The bigger concept behind cryptocurrencies like bitcoin is blockchain technology. The blockchain (a chain of transaction blocks) is a public transaction ledger, automatically downloaded and stored digitally in electronic wallet applications; a digital record of all transactions in a certain asset class like bitcoin. There can be different kinds of blockchains (ledgers) for recording and tracking different kinds of assets. Blockchain health is the idea of using blockchain technology for health-related applications.

At least four principal blockchain health ideas have been articulated so far:
  • Blockchain Personal Health Record Storage – Personal health records would be stored and administered via blockchain like a vast electronic EMR system. Taking advantage of the pseudonymous (e.g.; coded to a digital address not a name) nature of blockchain technology, personal health records would be encoded as digital assets and put on the blockchain just like other assets like currency (bitcoin, litecoin, dogecoin, etc.). Users would permission doctors and other parties into their records as needed via their private key. In addition to creating vast repositories of medical health data records, the blockchain could also be a mechanism for quantified self data commons to amass and analyze data for preventive medicine purposes.
  • Blockchain Health Research Commons - Health research could be conducted by aggregating personal health records stored on the blockchain. Users may feel more comfortable contributing their personal health data to a public data commons like a blockchain 1) in an encrypted pseudonymous form, and 2) for some amount of remuneration via bitcoin, or different kinds of healthcoin (which could denominate HSA dollars and be spent back into health services). The benefit of storing health data on the blockchain is that it can be analyzed but remain private. DNA.bits is a startup in the blockchain health research space.

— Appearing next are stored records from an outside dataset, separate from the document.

//! SQLite-backed order storage
//!
//! Each order is one row; the full record is kept as JSON text so the
//! schema does not change when the record gains optional fields.

use async_trait::async_trait;
use sdk::errors::BotError;
use sdk::OrderRecord;
use sqlx::sqlite::{SqliteConnectOptions, SqliteJournalMode, SqlitePool, SqlitePoolOptions, SqliteSynchronous};
use sqlx::{ConnectOptions, Row};
use std::path::Path;
use std::str::FromStr;
use tracing::{debug, info, warn};

use super::{generate_order_id, OrderRecorder};

fn storage_err(context: &str, e: sqlx::Error) -> BotError {
    BotError::Storage(format!("{}: {}", context, e))
}

/// Orders table in a WAL-mode SQLite database
#[derive(Debug, Clone)]
pub struct SqliteOrderRecorder {
    pool: SqlitePool,
}

impl SqliteOrderRecorder {
    /// Open (or create) the database and apply migrations
    pub async fn new(db_path: &Path) -> Result<Self, BotError> {
        info!("Opening order database at {}", db_path.display());

        if let Some(parent) = db_path.parent() {
            tokio::fs::create_dir_all(parent).await.map_err(|e| {
                BotError::Storage(format!("Failed to create database directory: {}", e))
            })?;
        }

        let options = SqliteConnectOptions::from_str(&format!("sqlite:{}", db_path.display()))
            .map_err(|e| storage_err("Invalid database path", e))?
            .create_if_missing(true)
            .journal_mode(SqliteJournalMode::Wal)
            .synchronous(SqliteSynchronous::Full)
            .disable_statement_logging();

        let pool = SqlitePoolOptions::new()
            .max_connections(5)
            .connect_with(options)
            .await
            .map_err(|e| storage_err("Failed to connect to database", e))?;

        let recorder = Self { pool };
        recorder.run_migrations().await?;
        Ok(recorder)
    }

    async fn run_migrations(&self) -> Result<(), BotError> {
        sqlx::raw_sql(include_str!("../../migrations/001_orders.sql"))
            .execute(&self.pool)
            .await
            .map_err(|e| storage_err("Failed to execute migration 001_orders.sql", e))?;
        debug!("Order database migrations applied");
        Ok(())
    }

    /// Checkpoint the WAL and close the pool
    pub async fn close(self) {
        if let Err(e) = sqlx::query("PRAGMA wal_checkpoint(TRUNCATE)")
            .execute(&self.pool)
            .await
        {
            warn!("Failed to checkpoint WAL: {}", e);
        }
        self.pool.close().await;
    }
}

#[async_trait]
impl OrderRecorder for SqliteOrderRecorder {
    fn name(&self) -> &str {
        "sqlite"
    }

    async fn save(&self, mut record: OrderRecord) -> Result<String, BotError> {
        let total = i64::try_from(record.total).map_err(|_| {
            BotError::Storage(format!("Order total {} does not fit the database", record.total))
        })?;
        record.id = generate_order_id();
        let json = serde_json::to_string(&record)?;

        sqlx::query(
            "INSERT INTO orders (id, created_at, customer_phone, total, record) VALUES (?, ?, ?, ?, ?)",
        )
        .bind(&record.id)
        .bind(record.timestamp.to_rfc3339())
        .bind(&record.customer_phone)
        .bind(total)
        .bind(json)
        .execute(&self.pool)
        .await
        .map_err(|e| storage_err("Failed to insert order", e))?;

        info!("Order {} saved to database", record.id);
        Ok(record.id)
    }

    async fn list(&self) -> Result<Vec<OrderRecord>, BotError> {
        let rows = sqlx::query("SELECT id, record FROM orders ORDER BY created_at ASC, id ASC")
            .fetch_all(&self.pool)
            .await
            .map_err(|e| storage_err("Failed to list orders", e))?;

        let mut records = Vec::with_capacity(rows.len());
        for row in rows {
            let id: String = row.get("id");
            let json: String = row.get("record");
            match serde_json::from_str::<OrderRecord>(&json) {
                Ok(record) => records.push(record),
                Err(e) => warn!("Skipping malformed order row {}: {}", id, e),
            }
        }
        Ok(records)
    }
}
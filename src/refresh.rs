//! The refresh flow: validate, read the cache, issue, back up, persist.

use std::future::Future;
use std::path::PathBuf;

use aws_sdk_ivsrealtime::error::DisplayErrorContext;
use tracing::{debug, info};

use crate::arn;
use crate::cache::record::{Capability, TokenRecord};
use crate::cache::store::{self, CacheLoad};
use crate::cache::validity;
use crate::error::AppError;
use crate::sources::{IssueToken, LookupIdentity};

pub const MIN_DURATION_MINUTES: i64 = 1;
/// 20160 minutes is the issuing service's 14 day ceiling.
pub const MAX_DURATION_MINUTES: i64 = 20160;

/// Inputs of a single run, already parsed from the command line.
#[derive(Debug, Clone)]
pub struct RefreshParams {
    pub stage_arn: String,
    pub token_file: PathBuf,
    pub duration_minutes: i64,
    pub region: Option<String>,
    pub user_id: Option<String>,
    pub capabilities: Vec<Capability>,
    pub safety_margin_seconds: i64,
}

/// How a successful run ended.
#[derive(Debug)]
pub enum RefreshOutcome {
    /// The cached token was still inside its lifetime, margin included.
    CacheHit(TokenRecord),
    /// A new token was issued and written; the previous file, if there was
    /// one, now lives at `backup`.
    Refreshed {
        record: TokenRecord,
        backup: Option<PathBuf>,
    },
}

/// Drives one end-to-end refresh.
///
/// `issuer` and `identity` arrive as unpolled futures and are awaited only
/// on the paths that need them, so a cache hit builds no client and touches
/// the network not at all. `identity` is consulted purely to enrich the
/// error output when issuance fails.
pub async fn run_refresh<I, L>(
    params: &RefreshParams,
    issuer: impl Future<Output = I>,
    identity: impl Future<Output = L>,
) -> Result<RefreshOutcome, AppError>
where
    I: IssueToken,
    L: LookupIdentity,
{
    let stage_account = validate_invocation(params).await?;

    let previous_raw = match store::load(&params.token_file).await {
        CacheLoad::Valid { record, raw } => {
            if validity::is_token_valid(&record.expiration_time, params.safety_margin_seconds) {
                info!("cached token still valid, skipping refresh");
                return Ok(RefreshOutcome::CacheHit(record));
            }
            Some(raw)
        }
        CacheLoad::Malformed(raw) => Some(raw),
        CacheLoad::Missing => None,
    };

    println!("Existing token missing/invalid/expired; creating a new one...");

    let capabilities = if params.capabilities.is_empty() {
        vec![Capability::Publish, Capability::Subscribe]
    } else {
        params.capabilities.clone()
    };

    let record = match issuer.await.issue(params, &capabilities).await {
        Ok(record) => record,
        Err(err) => {
            report_issuance_failure(&err, &stage_account, identity.await).await;
            return Err(err);
        }
    };

    let backup = store::backup(&params.token_file, previous_raw.as_deref()).await?;
    store::persist(&params.token_file, &record).await?;

    Ok(RefreshOutcome::Refreshed { record, backup })
}

/// Up-front input checks, in the order a caller would want to hear about
/// them: unusable target path, unusable parent directory, malformed stage
/// ARN, out-of-range duration. Returns the account id embedded in the ARN.
pub(crate) async fn validate_invocation(params: &RefreshParams) -> Result<String, AppError> {
    if let Ok(meta) = tokio::fs::metadata(&params.token_file).await {
        if meta.is_dir() {
            return Err(AppError::TokenFileIsDirectory(params.token_file.clone()));
        }
    }

    let parent = params
        .token_file
        .parent()
        .filter(|dir| !dir.as_os_str().is_empty());
    if let Some(parent) = parent {
        match tokio::fs::metadata(parent).await {
            Ok(meta) if meta.is_dir() => {}
            Ok(_) => return Err(AppError::TokenDirectoryNotDirectory(parent.to_path_buf())),
            Err(_) => {
                tokio::fs::create_dir_all(parent).await.map_err(|source| {
                    AppError::TokenDirectoryCreate {
                        path: parent.to_path_buf(),
                        source,
                    }
                })?;
                info!(path = %parent.display(), "created missing token directory");
            }
        }
    }

    let stage_account = arn::extract_account_id(&params.stage_arn)?;

    if !(MIN_DURATION_MINUTES..=MAX_DURATION_MINUTES).contains(&params.duration_minutes) {
        return Err(AppError::InvalidDuration {
            got: params.duration_minutes,
            min: MIN_DURATION_MINUTES,
            max: MAX_DURATION_MINUTES,
        });
    }

    Ok(stage_account)
}

/// Failure-site diagnostics: the full error chain, the account the stage
/// ARN names, and, when the active credentials resolve to a different
/// account, a hint naming both.
async fn report_issuance_failure<L: LookupIdentity>(err: &AppError, stage_account: &str, identity: L) {
    match err {
        AppError::Issuance(sdk_err) => {
            eprintln!(
                "ERROR: Failed to create participant token: {}",
                DisplayErrorContext(sdk_err)
            );
        }
        other => eprintln!("ERROR: {other}"),
    }
    eprintln!("(debug) Stage account from ARN: {stage_account}");
    debug!(stage_account, "issuance failed, looking up caller identity");

    if let Some(caller) = identity.lookup().await {
        if let Some(hint) = mismatch_hint(&caller.account, stage_account) {
            eprintln!("{hint}");
        }
    }
}

fn mismatch_hint(caller_account: &str, stage_account: &str) -> Option<String> {
    if caller_account.is_empty() || caller_account == stage_account {
        return None;
    }
    Some(format!(
        "(hint) Your active AWS credentials are for a different account than the stage ARN.\n\
         \x20      credentials account: {caller_account}\n\
         \x20      stage ARN account:   {stage_account}"
    ))
}
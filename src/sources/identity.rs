//! Best-effort lookup of the active caller identity.
//!
//! Used only to enrich the error output when issuance fails. Nothing here
//! is allowed to abort the refresh.

use aws_config::meta::region::RegionProviderChain;
use aws_config::{BehaviorVersion, Region};
use aws_sdk_sts::Client;
use tracing::debug;

/// Who the active credentials belong to.
#[derive(Debug, Clone, PartialEq, Eq)]
pub struct CallerIdentity {
    pub account: String,
    pub arn: String,
    pub user_id: Option<String>,
}

/// Diagnostic-only identity lookup. Implementations swallow every failure.
pub trait LookupIdentity {
    fn lookup(&self) -> impl std::future::Future<Output = Option<CallerIdentity>> + Send;
}

#[derive(Debug, Clone)]
pub struct CallerIdentitySource {
    client: Client,
}

impl CallerIdentitySource {
    pub fn new(client: Client) -> Self {
        Self { client }
    }

    pub async fn from_env(region: Option<String>) -> Self {
        let region_provider =
            RegionProviderChain::first_try(region.map(Region::new)).or_default_provider();
        let config = aws_config::defaults(BehaviorVersion::latest())
            .region(region_provider)
            .load()
            .await;
        Self::new(Client::new(&config))
    }
}

impl LookupIdentity for CallerIdentitySource {
    async fn lookup(&self) -> Option<CallerIdentity> {
        let output = match self.client.get_caller_identity().send().await {
            Ok(output) => output,
            Err(err) => {
                debug!(error = %err, "unable to fetch caller identity");
                return None;
            }
        };

        let identity = CallerIdentity {
            account: output.account?,
            arn: output.arn.unwrap_or_default(),
            user_id: output.user_id,
        };
        println!(
            "AWS caller identity: Account={} Arn={} UserId={}",
            identity.account,
            identity.arn,
            identity.user_id.as_deref().unwrap_or("unknown"),
        );
        Some(identity)
    }
}
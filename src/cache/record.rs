//! On-disk shape of a cached participant token.

use aws_sdk_ivsrealtime::types::ParticipantTokenCapability;
use clap::ValueEnum;
use serde::{Deserialize, Serialize};

/// Permission granted to the participant the token admits.
#[derive(Debug, Clone, Copy, PartialEq, Eq, Serialize, Deserialize, ValueEnum)]
#[serde(rename_all = "SCREAMING_SNAKE_CASE")]
#[value(rename_all = "UPPER")]
pub enum Capability {
    Publish,
    Subscribe,
}

impl Capability {
    pub fn to_sdk(self) -> ParticipantTokenCapability {
        match self {
            Capability::Publish => ParticipantTokenCapability::Publish,
            Capability::Subscribe => ParticipantTokenCapability::Subscribe,
        }
    }

    /// Unrecognized service-side capabilities are dropped rather than
    /// invented, so the cache only ever holds values it can re-serialize.
    pub fn from_sdk(cap: &ParticipantTokenCapability) -> Option<Self> {
        match cap {
            ParticipantTokenCapability::Publish => Some(Capability::Publish),
            ParticipantTokenCapability::Subscribe => Some(Capability::Subscribe),
            _ => None,
        }
    }
}

/// A cached token exactly as persisted in the token file.
///
/// Only `token` and `expirationTime` are required when decoding; every
/// other key falls back to its empty value so older files stay readable.
#[derive(Debug, Clone, PartialEq, Serialize, Deserialize)]
#[serde(rename_all = "camelCase")]
pub struct TokenRecord {
    #[serde(default)]
    pub stage_arn: String,
    pub token: String,
    #[serde(default)]
    pub participant_id: String,
    pub expiration_time: String,
    #[serde(default)]
    pub duration: Option<i32>,
    #[serde(default)]
    pub capabilities: Vec<Capability>,
    #[serde(default)]
    pub user_id: Option<String>,
}
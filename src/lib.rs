//! # Stage Token Refresh Library
//!
//! Keeps a locally cached Amazon IVS Real-Time participant token usable:
//! evaluates the cached record against a safety margin, mints a replacement
//! through the IVS Real-Time service only when needed, and preserves the
//! previous file contents as a timestamped backup before overwriting.
//!
//! Modules:
//! - `cache`: on-disk token record, load/backup/persist, validity check
//! - `sources`: IVS Real-Time issuance and STS identity lookup
//! - `refresh`: the load, check, issue, back up, persist flow
//! - `arn`: stage-ARN account extraction
//! - `report`: best-effort event forwarding to a monitoring webhook

pub mod arn;
pub mod cache;
pub mod error;
pub mod refresh;
pub mod report;
pub mod sources;
pub mod tests;
pub mod utils;

pub use crate::cache::record::{Capability, TokenRecord};
pub use crate::error::AppError;
pub use crate::refresh::{RefreshOutcome, RefreshParams};
use std::path::PathBuf;
use std::process::ExitCode;

use clap::Parser;

use stage_token_refresh::cache::record::Capability;
use stage_token_refresh::cache::validity::DEFAULT_SAFETY_MARGIN_SECONDS;
use stage_token_refresh::error::EXIT_ISSUANCE_FAILED;
use stage_token_refresh::refresh::{self, RefreshOutcome, RefreshParams};
use stage_token_refresh::report::{self, EventLevel};
use stage_token_refresh::sources::{CallerIdentitySource, StageTokenIssuer};
use stage_token_refresh::utils::logging::{self, LogLevel};

/// Refresh an IVS Real-Time participant token file if expired.
#[derive(Debug, Parser)]
#[command(version, about)]
struct Args {
    /// ARN of the IVS Real-Time stage (arn:aws:ivs:region:acct:stage/...).
    #[arg(long)]
    stage_arn: String,

    /// Path to the JSON file holding the token and its metadata.
    #[arg(long)]
    token_file: PathBuf,

    /// Token duration in minutes (1 to 20160, the service maximum).
    #[arg(long)]
    duration_minutes: i64,

    /// AWS region for IVS (otherwise uses the usual AWS defaults).
    #[arg(long)]
    region: Option<String>,

    /// Optional userId label to embed in the token.
    #[arg(long)]
    user_id: Option<String>,

    /// Capability to grant; repeat the flag to grant several. Both are
    /// granted when omitted.
    #[arg(long = "capability", value_enum)]
    capability: Vec<Capability>,

    /// Skip the 5-minute safety margin when checking expiry.
    #[arg(long)]
    no_safety_margin: bool,

    /// Log verbosity for diagnostics on stderr.
    #[arg(long, value_enum, env = "LOG_LEVEL")]
    log_level: Option<LogLevel>,
}

#[tokio::main]
async fn main() -> ExitCode {
    let args = Args::parse();
    logging::init(args.log_level);

    let params = RefreshParams {
        stage_arn: args.stage_arn,
        token_file: args.token_file,
        duration_minutes: args.duration_minutes,
        region: args.region,
        user_id: args.user_id,
        capabilities: args.capability,
        safety_margin_seconds: if args.no_safety_margin {
            0
        } else {
            DEFAULT_SAFETY_MARGIN_SECONDS
        },
    };

    let outcome = refresh::run_refresh(
        &params,
        StageTokenIssuer::from_env(params.region.clone()),
        CallerIdentitySource::from_env(params.region.clone()),
    )
    .await;

    match outcome {
        Ok(RefreshOutcome::CacheHit(record)) => {
            println!("Existing token is still valid; no refresh needed.");
            println!("Token: {}", record.token);
            ExitCode::SUCCESS
        }
        Ok(RefreshOutcome::Refreshed { record, .. }) => {
            println!("New token written to {}", params.token_file.display());
            println!("Token: {}", record.token);
            ExitCode::SUCCESS
        }
        Err(err) => {
            let code = err.exit_code();
            // Issuance failures already printed their diagnostics at the
            // failure site.
            if code != EXIT_ISSUANCE_FAILED {
                eprintln!("ERROR: {err}");
            }
            report::emit(
                EventLevel::Fatal,
                "participant token refresh failed",
                &[("error-kind", err.kind()), ("exit-code", &code.to_string())],
                &[("error", &err.to_string())],
            )
            .await;
            ExitCode::from(code)
        }
    }
}
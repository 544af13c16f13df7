use std::sync::OnceLock;

use regex::Regex;

use crate::error::AppError;

// arn:partition:service:region:account-id:resource. The account is the 5th
// colon-delimited segment and must be exactly 12 digits. Region may be empty
// (IAM-style ARNs), the other segments may not.
static ACCOUNT_RE: OnceLock<Regex> = OnceLock::new();

fn account_re() -> &'static Regex {
    ACCOUNT_RE.get_or_init(|| {
        Regex::new(r"^arn:[^:]+:[^:]+:[^:]*:(\d{12}):.+$").expect("account regex is valid")
    })
}

/// Extract the 12-digit owning-account id from a stage ARN.
pub fn extract_account_id(arn: &str) -> Result<String, AppError> {
    account_re()
        .captures(arn)
        .map(|caps| caps[1].to_string())
        .ok_or_else(|| AppError::InvalidStageArn(arn.to_string()))
}

#[cfg(test)]
mod tests {
    use super::*;

    #[test]
    fn extracts_account_from_stage_arn() {
        let arn = "arn:aws:ivs:us-west-2:123456789012:stage/AbCdEf123456";
        assert_eq!(extract_account_id(arn).unwrap(), "123456789012");
    }

    #[test]
    fn accepts_empty_region_segment() {
        let arn = "arn:aws:iam::210987654321:user/stream-box";
        assert_eq!(extract_account_id(arn).unwrap(), "210987654321");
    }

    #[test]
    fn rejects_non_arn_strings() {
        for bad in [
            "",
            "not-an-arn",
            "arn:aws:ivs:us-west-2::stage/x",
            "arn:aws:ivs:us-west-2:12345678901:stage/x",
            "arn:aws:ivs:us-west-2:1234567890123:stage/x",
            "arn:aws:ivs:us-west-2:12345678901a:stage/x",
            "arn:aws:ivs:us-west-2:123456789012:",
            "arn:aws:ivs:us-west-2:123456789012",
        ] {
            let err = extract_account_id(bad).unwrap_err();
            assert!(
                matches!(err, AppError::InvalidStageArn(ref s) if s == bad),
                "expected InvalidStageArn for {bad:?}"
            );
        }
    }
}
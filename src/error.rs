use std::path::PathBuf;

use aws_sdk_ivsrealtime::error::SdkError;
use aws_sdk_ivsrealtime::operation::create_participant_token::CreateParticipantTokenError;
use thiserror::Error;

/// Exit code for errors the caller can fix: bad ARN, bad duration, unusable
/// token path. Distinct from issuance failures so schedulers can tell a bad
/// invocation from a remote-service problem.
pub const EXIT_INVALID_INVOCATION: u8 = 1;
/// Exit code for a failed `CreateParticipantToken` call after input
/// validation already passed.
pub const EXIT_ISSUANCE_FAILED: u8 = 2;

#[derive(Debug, Error)]
pub enum AppError {
    #[error("token-file points to a directory, not a file: {}", .0.display())]
    TokenFileIsDirectory(PathBuf),

    #[error("token-file directory does not exist and could not be created: {}: {source}", .path.display())]
    TokenDirectoryCreate {
        path: PathBuf,
        #[source]
        source: std::io::Error,
    },

    #[error("token-file parent is not a directory: {}", .0.display())]
    TokenDirectoryNotDirectory(PathBuf),

    #[error("stage-arn does not look like a valid ARN with a 12-digit account id, got: {0}")]
    InvalidStageArn(String),

    #[error("duration-minutes must be between {min} and {max}, got {got}")]
    InvalidDuration { got: i64, min: i64, max: i64 },

    #[error("failed to create participant token: {0}")]
    Issuance(#[from] SdkError<CreateParticipantTokenError>),

    /// The call itself succeeded but the payload lacked a field the cache
    /// record cannot do without.
    #[error("participant token response was missing `{missing}`")]
    IssuerResponseIncomplete { missing: &'static str },

    /// Both backup strategies (rename, raw rewrite) failed; refusing to
    /// overwrite the only copy of the previous token.
    #[error("failed to back up previous token file to {}: {source}", .path.display())]
    Backup {
        path: PathBuf,
        #[source]
        source: std::io::Error,
    },

    #[error("failed to write token file {}: {source}", .path.display())]
    Persist {
        path: PathBuf,
        #[source]
        source: std::io::Error,
    },
}

impl AppError {
    pub fn exit_code(&self) -> u8 {
        match self {
            AppError::Issuance(_) | AppError::IssuerResponseIncomplete { .. } => {
                EXIT_ISSUANCE_FAILED
            }
            _ => EXIT_INVALID_INVOCATION,
        }
    }

    /// Stable label used to tag forwarded monitoring events.
    pub fn kind(&self) -> &'static str {
        match self {
            AppError::Issuance(_) | AppError::IssuerResponseIncomplete { .. } => {
                "issuance-failure"
            }
            AppError::Backup { .. } | AppError::Persist { .. } => "cache-write-failure",
            _ => "invalid-invocation",
        }
    }
}
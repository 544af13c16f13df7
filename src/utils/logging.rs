use clap::ValueEnum;
use tracing_subscriber::fmt::time::UtcTime;
use tracing_subscriber::{fmt, layer::SubscriberExt, util::SubscriberInitExt, EnvFilter};

#[derive(Debug, Clone, Copy, ValueEnum)]
pub enum LogLevel {
    TRACE,
    DEBUG,
    INFO,
    WARN,
    ERROR,
}

impl LogLevel {
    pub fn as_str(&self) -> &'static str {
        match *self {
            LogLevel::TRACE => "TRACE",
            LogLevel::DEBUG => "DEBUG",
            LogLevel::INFO => "INFO",
            LogLevel::WARN => "WARN",
            LogLevel::ERROR => "ERROR",
        }
    }
}

/// Initialize tracing. Precedence: the command-line level, then `RUST_LOG`,
/// then `info`. Everything goes to stderr; stdout is reserved for the token
/// output consumed by callers.
pub fn init(arg_log_level: Option<LogLevel>) {
    let env_filter = arg_log_level
        .map(|level| EnvFilter::new(level.as_str()))
        .or_else(|| EnvFilter::try_from_default_env().ok())
        .unwrap_or_else(|| EnvFilter::new("info"));

    let layer = fmt::layer()
        .compact()
        .with_timer(UtcTime::rfc_3339())
        .with_ansi(false)
        .with_writer(std::io::stderr);

    let _ = tracing_subscriber::registry()
        .with(env_filter)
        .with(layer)
        .try_init();
}
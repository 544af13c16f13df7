pub mod record;
pub mod store;
pub mod validity;
// tests/common/mod.rs
pub use httpmock::prelude::*;
pub use serde_json::json;

use std::path::PathBuf;
use std::sync::atomic::{AtomicUsize, Ordering};
use std::sync::Arc;

use chrono::{Duration, Utc};

use crate::cache::record::{Capability, TokenRecord};
use crate::error::AppError;
use crate::refresh::RefreshParams;
use crate::sources::{CallerIdentity, IssueToken, LookupIdentity};

pub const STAGE_ARN: &str = "arn:aws:ivs:us-east-1:123456789012:stage/Ab1Cd2Ef3GhI";
pub const STAGE_ACCOUNT: &str = "123456789012";
pub const OTHER_ACCOUNT: &str = "210987654321";

pub fn refresh_params(token_file: PathBuf) -> RefreshParams {
    RefreshParams {
        stage_arn: STAGE_ARN.to_string(),
        token_file,
        duration_minutes: 240,
        region: Some("us-east-1".into()),
        user_id: None,
        capabilities: vec![],
        safety_margin_seconds: 300,
    }
}

pub fn record_expiring_in(seconds: i64) -> TokenRecord {
    TokenRecord {
        stage_arn: STAGE_ARN.into(),
        token: "cached-tok".into(),
        participant_id: "cached-pid".into(),
        expiration_time: (Utc::now() + Duration::seconds(seconds)).to_rfc3339(),
        duration: Some(240),
        capabilities: vec![Capability::Publish, Capability::Subscribe],
        user_id: None,
    }
}

/// Issuer double that either echoes a canned record or fails, and counts
/// how often it was asked.
#[derive(Clone)]
pub struct ScriptedIssuer {
    record: Option<TokenRecord>,
    calls: Arc<AtomicUsize>,
}

impl ScriptedIssuer {
    pub fn succeeding(record: TokenRecord) -> Self {
        Self {
            record: Some(record),
            calls: Arc::new(AtomicUsize::new(0)),
        }
    }

    pub fn failing() -> Self {
        Self {
            record: None,
            calls: Arc::new(AtomicUsize::new(0)),
        }
    }

    pub fn calls(&self) -> usize {
        self.calls.load(Ordering::SeqCst)
    }
}

impl IssueToken for ScriptedIssuer {
    async fn issue(
        &self,
        params: &RefreshParams,
        capabilities: &[Capability],
    ) -> Result<TokenRecord, AppError> {
        self.calls.fetch_add(1, Ordering::SeqCst);
        match &self.record {
            Some(record) => {
                let mut issued = record.clone();
                issued.stage_arn = params.stage_arn.clone();
                issued.capabilities = capabilities.to_vec();
                Ok(issued)
            }
            None => Err(AppError::Issuance(
                aws_sdk_ivsrealtime::error::SdkError::construction_failure(
                    std::io::Error::other("scripted issuance failure"),
                ),
            )),
        }
    }
}

/// Identity double returning a canned caller, with a call counter.
#[derive(Clone)]
pub struct ScriptedIdentity {
    identity: Option<CallerIdentity>,
    calls: Arc<AtomicUsize>,
}

impl ScriptedIdentity {
    pub fn resolving(account: &str) -> Self {
        Self {
            identity: Some(CallerIdentity {
                account: account.to_string(),
                arn: format!("arn:aws:iam::{account}:user/ops"),
                user_id: Some("AIDACKCEVSQ6C2EXAMPLE".into()),
            }),
            calls: Arc::new(AtomicUsize::new(0)),
        }
    }

    pub fn unavailable() -> Self {
        Self {
            identity: None,
            calls: Arc::new(AtomicUsize::new(0)),
        }
    }

    pub fn calls(&self) -> usize {
        self.calls.load(Ordering::SeqCst)
    }
}

impl LookupIdentity for ScriptedIdentity {
    async fn lookup(&self) -> Option<CallerIdentity> {
        self.calls.fetch_add(1, Ordering::SeqCst);
        self.identity.clone()
    }
}

/// Service client pointed at a local mock endpoint, with static credentials
/// so no ambient AWS configuration is ever consulted.
pub fn ivs_client(server: &MockServer) -> aws_sdk_ivsrealtime::Client {
    let config = aws_sdk_ivsrealtime::config::Builder::new()
        .behavior_version(aws_sdk_ivsrealtime::config::BehaviorVersion::latest())
        .region(aws_sdk_ivsrealtime::config::Region::new("us-east-1"))
        .credentials_provider(aws_sdk_ivsrealtime::config::Credentials::new(
            "AKIDEXAMPLE",
            "secret",
            None,
            None,
            "static",
        ))
        .endpoint_url(server.base_url())
        .build();
    aws_sdk_ivsrealtime::Client::from_conf(config)
}

pub fn sts_client(server: &MockServer) -> aws_sdk_sts::Client {
    let config = aws_sdk_sts::config::Builder::new()
        .behavior_version(aws_sdk_sts::config::BehaviorVersion::latest())
        .region(aws_sdk_sts::config::Region::new("us-east-1"))
        .credentials_provider(aws_sdk_sts::config::Credentials::new(
            "AKIDEXAMPLE",
            "secret",
            None,
            None,
            "static",
        ))
        .endpoint_url(server.base_url())
        .build();
    aws_sdk_sts::Client::from_conf(config)
}

pub fn sts_identity_body(account: &str) -> String {
    format!(
        r#"<GetCallerIdentityResponse xmlns="https://sts.amazonaws.com/doc/2011-06-15/">
  <GetCallerIdentityResult>
    <Arn>arn:aws:iam::{account}:user/ops</Arn>
    <UserId>AIDACKCEVSQ6C2EXAMPLE</UserId>
    <Account>{account}</Account>
  </GetCallerIdentityResult>
  <ResponseMetadata>
    <RequestId>01234567-89ab-cdef-0123-456789abcdef</RequestId>
  </ResponseMetadata>
</GetCallerIdentityResponse>"#
    )
}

  • Blockchain Health Document Confirmation Services - Confirming that certain kinds of health information exist like proof-of-insurance, test results, prescriptions, status, condition, treatment, and physician referrals are just a few examples of health document-related services often required. The ‘notary function’ is a standard application envisioned for blockchain technology. This is the digital encoding of all manner of important documents (driver’s license, identity card, passport, home/auto titles, auto insurance, etc.) to the blockchain, which can be verified in seconds with encryption technology as opposed to hours and days with traditional manual technology.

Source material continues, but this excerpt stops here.